--- Exercise aim ---
Filter the data for lines with the word "linked" and copy those lines.
[Data shown — start]
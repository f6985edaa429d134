// 📜 Service Issuance Validator
//
// A service may not be reissued to the same citizen while the previous
// issuance is inside its validity window:
//     expiry = issue_date + validity_days
//     now < expiry  → deny
// Zero or missing validity means the window is empty, so reissue is always
// allowed.

use crate::entities::{ServiceRecord, ServiceType, DATE_FORMAT};
use crate::error::{CivicError, CivicResult};
use crate::store::CivicStore;
use chrono::{DateTime, Utc};
use serde::Serialize;

#[derive(Debug, Clone, PartialEq, Serialize)]
pub struct IssuanceDecision {
    pub allowed: bool,
    #[serde(skip_serializing_if = "Option::is_none")]
    pub reason: Option<String>,
    #[serde(skip_serializing_if = "Option::is_none")]
    pub expires_at: Option<DateTime<Utc>>,
}

impl IssuanceDecision {
    pub fn allow() -> Self {
        IssuanceDecision {
            allowed: true,
            reason: None,
            expires_at: None,
        }
    }

    pub fn deny(expires_at: DateTime<Utc>) -> Self {
        IssuanceDecision {
            allowed: false,
            reason: Some(format!(
                "Service already issued and valid until {}",
                expires_at.format(DATE_FORMAT)
            )),
            expires_at: Some(expires_at),
        }
    }

    /// Turn a denial into the error surfaced to callers
    pub fn into_result(self) -> CivicResult<()> {
        match (self.allowed, self.expires_at) {
            (false, Some(expires_at)) => Err(CivicError::Conflict {
                message: self.reason.unwrap_or_default(),
                expires_at,
            }),
            _ => Ok(()),
        }
    }
}

/// Decide from an already-fetched service type and latest issuance
pub fn decide(
    service_type: &ServiceType,
    latest: Option<&ServiceRecord>,
    now: DateTime<Utc>,
) -> IssuanceDecision {
    match latest {
        None => IssuanceDecision::allow(),
        Some(record) => {
            let expiry = record.expires_at(service_type);
            if now < expiry {
                IssuanceDecision::deny(expiry)
            } else {
                IssuanceDecision::allow()
            }
        }
    }
}

/// Whether `citizen_id` may be issued `service_type_id` at `now`.
///
/// An unknown service type is an `InvalidServiceType` error, not a denial.
pub fn can_issue<S>(
    store: &S,
    citizen_id: &str,
    service_type_id: &str,
    now: DateTime<Utc>,
) -> CivicResult<IssuanceDecision>
where
    S: CivicStore + ?Sized,
{
    let service_type = store
        .get_service_type(service_type_id)?
        .ok_or_else(|| CivicError::InvalidServiceType(service_type_id.to_string()))?;

    let latest = store.latest_service_record(citizen_id, service_type_id)?;
    Ok(decide(&service_type, latest.as_ref(), now))
}

#[cfg(test)]
mod tests {
    use super::*;
    use crate::entities::{Citizen, CitizenInput, ServiceTypeInput};
    use crate::memory::MemoryStore;
    use chrono::{Duration, TimeZone};

    fn at(y: i32, m: u32, d: u32) -> DateTime<Utc> {
        Utc.with_ymd_and_hms(y, m, d, 0, 0, 0).unwrap()
    }

    fn setup(validity_days: Option<i64>) -> (MemoryStore, String, String) {
        let store = MemoryStore::new();
        let citizen = Citizen::from_input(CitizenInput {
            full_name: Some("Asha Rao".to_string()),
            dob: Some("1990-04-12".to_string()),
            ..Default::default()
        })
        .unwrap();
        store.insert_citizen(&citizen).unwrap();

        let service_type = ServiceType::from_input(ServiceTypeInput {
            name: Some("Income Certificate".to_string()),
            validity_days,
        })
        .unwrap();
        store.insert_service_type(&service_type).unwrap();

        (store, citizen.id, service_type.id)
    }

    fn issue_at(store: &MemoryStore, citizen_id: &str, service_type_id: &str, when: DateTime<Utc>) {
        let record = ServiceRecord::issue(
            citizen_id.to_string(),
            service_type_id.to_string(),
            None,
            None,
            when,
        );
        assert!(store.issue_if_allowed(&record).unwrap().allowed);
    }

    #[test]
    fn test_no_prior_record_always_allowed() {
        for validity in [None, Some(0), Some(30), Some(3650)] {
            let (store, citizen, service) = setup(validity);
            let decision = can_issue(&store, &citizen, &service, at(2024, 1, 1)).unwrap();
            assert_eq!(decision, IssuanceDecision::allow());
        }
    }

    #[test]
    fn test_within_window_denied_with_expiry() {
        let (store, citizen, service) = setup(Some(30));
        issue_at(&store, &citizen, &service, at(2024, 1, 1));

        let decision = can_issue(&store, &citizen, &service, at(2024, 1, 20)).unwrap();
        assert!(!decision.allowed);
        assert_eq!(decision.expires_at, Some(at(2024, 1, 31)));
        assert!(decision.reason.unwrap().contains("2024-01-31"));
    }

    #[test]
    fn test_after_window_allowed() {
        let (store, citizen, service) = setup(Some(30));
        issue_at(&store, &citizen, &service, at(2024, 1, 1));

        let decision = can_issue(&store, &citizen, &service, at(2024, 2, 5)).unwrap();
        assert!(decision.allowed);
    }

    #[test]
    fn test_expiry_instant_is_not_inside_window() {
        let (store, citizen, service) = setup(Some(30));
        issue_at(&store, &citizen, &service, at(2024, 1, 1));

        assert!(can_issue(&store, &citizen, &service, at(2024, 1, 31)).unwrap().allowed);
    }

    #[test]
    fn test_zero_validity_always_allows() {
        for validity in [None, Some(0)] {
            let (store, citizen, service) = setup(validity);
            let issued = at(2024, 6, 1);
            issue_at(&store, &citizen, &service, issued);

            let decision =
                can_issue(&store, &citizen, &service, issued + Duration::seconds(5)).unwrap();
            assert!(decision.allowed);
        }
    }

    #[test]
    fn test_latest_record_decides() {
        let (store, citizen, service) = setup(Some(30));
        issue_at(&store, &citizen, &service, at(2024, 1, 1));
        issue_at(&store, &citizen, &service, at(2024, 3, 1));

        // January's window has lapsed; March's still blocks
        let decision = can_issue(&store, &citizen, &service, at(2024, 3, 10)).unwrap();
        assert_eq!(decision.expires_at, Some(at(2024, 3, 31)));
    }

    #[test]
    fn test_unknown_service_type_is_distinct_error() {
        let (store, citizen, _) = setup(Some(30));
        let err = can_issue(&store, &citizen, "missing", at(2024, 1, 1)).unwrap_err();
        assert!(matches!(err, CivicError::InvalidServiceType(_)));
    }

    #[test]
    fn test_denial_becomes_conflict() {
        let err = IssuanceDecision::deny(at(2024, 1, 31)).into_result().unwrap_err();
        match err {
            CivicError::Conflict { message, expires_at } => {
                assert_eq!(expires_at, at(2024, 1, 31));
                assert_eq!(message, "Service already issued and valid until 2024-01-31");
            }
            other => panic!("unexpected error: {:?}", other),
        }
        assert!(IssuanceDecision::allow().into_result().is_ok());
    }
}
// 💰 Family Income Aggregator
//
// family.total_income == Σ income (None as 0) of citizens linked to the family.
// Recomputed after every membership change and after edits to a linked
// citizen's income.

use crate::error::CivicResult;
use crate::store::CivicStore;
use tracing::{debug, error};

/// Sum of incomes, missing values counted as zero
pub fn sum_incomes<I>(incomes: I) -> f64
where
    I: IntoIterator<Item = Option<f64>>,
{
    incomes.into_iter().map(|income| income.unwrap_or(0.0)).sum()
}

/// Recompute and persist the family's total income, returning it.
///
/// A family id that does not exist yields 0. Storage failures, on the read
/// or the write side, are returned to the caller.
pub fn recalculate_income<S>(store: &S, family_id: &str) -> CivicResult<f64>
where
    S: CivicStore + ?Sized,
{
    match store.recompute_family_income(family_id) {
        Ok(total) => {
            debug!(family_id, total, "family income recomputed");
            Ok(total)
        }
        Err(e) => {
            error!(family_id, error = %e, "family income recompute failed");
            Err(e)
        }
    }
}
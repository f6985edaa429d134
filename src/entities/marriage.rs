// 💍 Marriage Entity - registration of a marriage between two citizens

use super::{format_date, new_id, optional, parse_date, required};
use crate::error::{CivicError, CivicResult};
use chrono::{DateTime, NaiveDate, Utc};
use serde::{Deserialize, Serialize};

#[derive(Debug, Clone, PartialEq, Serialize, Deserialize)]
pub struct Marriage {
    pub id: String,
    pub spouse1_id: String,
    pub spouse2_id: String,
    pub marriage_date: NaiveDate,
    pub place: Option<String>,
    pub registration_number: Option<String>,
    pub created_at: DateTime<Utc>,
}

impl Marriage {
    /// Validates the payload shape. Whether both spouses exist is checked
    /// against the store by the registry.
    pub fn from_input(input: MarriageInput) -> CivicResult<Self> {
        let spouse1_id = required("spouse1_id", input.spouse1_id)?;
        let spouse2_id = required("spouse2_id", input.spouse2_id)?;
        if spouse1_id == spouse2_id {
            return Err(CivicError::validation(
                "spouse1_id and spouse2_id must be different citizens",
            ));
        }
        let marriage_date = required("marriage_date", input.marriage_date)?;
        let marriage_date = parse_date("marriage_date", &marriage_date)?;

        Ok(Marriage {
            id: new_id(),
            spouse1_id,
            spouse2_id,
            marriage_date,
            place: optional(input.place),
            registration_number: optional(input.registration_number),
            created_at: Utc::now(),
        })
    }

    pub fn marriage_date_string(&self) -> String {
        format_date(&self.marriage_date)
    }
}

#[derive(Debug, Clone, Default, Serialize, Deserialize)]
pub struct MarriageInput {
    #[serde(default)]
    pub spouse1_id: Option<String>,
    #[serde(default)]
    pub spouse2_id: Option<String>,
    #[serde(default)]
    pub marriage_date: Option<String>,
    #[serde(default)]
    pub place: Option<String>,
    #[serde(default)]
    pub registration_number: Option<String>,
}

#[cfg(test)]
mod tests {
    use super::*;

    #[test]
    fn test_spouses_must_differ() {
        let err = Marriage::from_input(MarriageInput {
            spouse1_id: Some("a".to_string()),
            spouse2_id: Some("a".to_string()),
            marriage_date: Some("2020-02-14".to_string()),
            ..Default::default()
        })
        .unwrap_err();
        assert!(matches!(err, CivicError::Validation(_)));
    }

    #[test]
    fn test_valid_marriage() {
        let marriage = Marriage::from_input(MarriageInput {
            spouse1_id: Some("a".to_string()),
            spouse2_id: Some("b".to_string()),
            marriage_date: Some("2020-02-14".to_string()),
            place: Some("Mysuru".to_string()),
            registration_number: None,
        })
        .unwrap();

        assert_eq!(marriage.marriage_date_string(), "2020-02-14");
        assert_eq!(marriage.place.as_deref(), Some("Mysuru"));
    }
}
[Data shown — finish]
--- Result of this exercise ---
// family.total_income == Σ income (None as 0) of citizens linked to the family.
// Recomputed after every membership change and after edits to a linked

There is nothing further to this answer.